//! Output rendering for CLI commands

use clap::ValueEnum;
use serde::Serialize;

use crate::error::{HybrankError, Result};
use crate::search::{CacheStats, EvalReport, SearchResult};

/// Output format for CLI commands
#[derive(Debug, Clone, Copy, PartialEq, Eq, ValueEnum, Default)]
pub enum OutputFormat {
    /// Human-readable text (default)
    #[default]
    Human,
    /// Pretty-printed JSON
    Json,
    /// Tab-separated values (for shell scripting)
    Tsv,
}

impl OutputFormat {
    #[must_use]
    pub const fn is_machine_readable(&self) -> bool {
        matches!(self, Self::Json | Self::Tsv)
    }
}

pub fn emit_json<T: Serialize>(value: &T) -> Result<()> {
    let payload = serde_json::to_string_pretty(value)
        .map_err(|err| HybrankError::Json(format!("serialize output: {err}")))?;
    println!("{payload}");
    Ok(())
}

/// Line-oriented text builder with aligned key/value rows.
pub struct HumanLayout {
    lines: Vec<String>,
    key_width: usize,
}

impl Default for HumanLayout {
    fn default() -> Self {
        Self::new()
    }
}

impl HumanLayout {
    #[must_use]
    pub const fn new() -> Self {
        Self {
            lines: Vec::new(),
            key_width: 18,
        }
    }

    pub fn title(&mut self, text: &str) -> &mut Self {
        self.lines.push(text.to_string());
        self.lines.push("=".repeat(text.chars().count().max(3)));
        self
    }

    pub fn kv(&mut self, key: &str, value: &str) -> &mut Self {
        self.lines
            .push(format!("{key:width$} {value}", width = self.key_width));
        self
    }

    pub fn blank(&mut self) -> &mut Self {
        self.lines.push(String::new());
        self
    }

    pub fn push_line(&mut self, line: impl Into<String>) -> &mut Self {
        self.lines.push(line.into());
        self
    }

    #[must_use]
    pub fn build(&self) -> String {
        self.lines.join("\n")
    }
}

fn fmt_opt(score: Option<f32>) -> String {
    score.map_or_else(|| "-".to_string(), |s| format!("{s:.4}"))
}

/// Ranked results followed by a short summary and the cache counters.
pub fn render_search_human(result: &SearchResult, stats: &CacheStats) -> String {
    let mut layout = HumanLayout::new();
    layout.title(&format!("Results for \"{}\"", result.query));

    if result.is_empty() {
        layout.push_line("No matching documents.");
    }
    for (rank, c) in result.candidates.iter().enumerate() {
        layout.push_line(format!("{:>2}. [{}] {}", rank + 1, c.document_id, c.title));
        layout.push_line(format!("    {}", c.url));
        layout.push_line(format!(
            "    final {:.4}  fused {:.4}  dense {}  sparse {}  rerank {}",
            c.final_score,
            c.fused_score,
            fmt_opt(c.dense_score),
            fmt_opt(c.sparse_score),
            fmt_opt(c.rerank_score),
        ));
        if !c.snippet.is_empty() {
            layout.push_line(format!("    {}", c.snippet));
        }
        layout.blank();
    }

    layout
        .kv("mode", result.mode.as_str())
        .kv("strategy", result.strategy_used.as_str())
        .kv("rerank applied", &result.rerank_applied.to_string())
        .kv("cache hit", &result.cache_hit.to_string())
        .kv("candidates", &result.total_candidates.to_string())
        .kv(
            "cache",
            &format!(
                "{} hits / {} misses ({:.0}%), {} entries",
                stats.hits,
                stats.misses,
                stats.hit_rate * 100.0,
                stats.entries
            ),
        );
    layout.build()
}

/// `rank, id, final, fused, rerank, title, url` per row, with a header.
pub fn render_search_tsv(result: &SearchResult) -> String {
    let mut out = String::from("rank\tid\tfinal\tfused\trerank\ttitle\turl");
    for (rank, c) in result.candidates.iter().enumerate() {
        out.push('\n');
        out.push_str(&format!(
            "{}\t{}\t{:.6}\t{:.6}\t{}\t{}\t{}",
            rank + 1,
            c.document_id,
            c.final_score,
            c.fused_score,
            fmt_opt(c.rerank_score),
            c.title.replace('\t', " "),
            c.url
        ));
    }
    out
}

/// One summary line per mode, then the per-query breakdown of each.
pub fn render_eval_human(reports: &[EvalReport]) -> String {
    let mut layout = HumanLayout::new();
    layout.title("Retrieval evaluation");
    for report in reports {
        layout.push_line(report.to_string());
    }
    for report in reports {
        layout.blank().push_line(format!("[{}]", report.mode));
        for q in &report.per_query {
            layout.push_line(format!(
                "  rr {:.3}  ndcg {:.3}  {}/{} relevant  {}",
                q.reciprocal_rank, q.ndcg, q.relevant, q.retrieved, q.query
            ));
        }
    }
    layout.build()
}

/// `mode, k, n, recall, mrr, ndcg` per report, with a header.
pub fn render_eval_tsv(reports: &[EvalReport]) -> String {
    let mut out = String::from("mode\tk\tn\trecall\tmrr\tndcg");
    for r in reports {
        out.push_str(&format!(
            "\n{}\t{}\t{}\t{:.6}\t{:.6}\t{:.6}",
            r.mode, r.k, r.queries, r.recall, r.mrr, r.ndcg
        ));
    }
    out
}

■ Task instructions
Looking through the listing above, state how many of its lines contain the string "snippet". Write only the number.

■ Solution for this task
2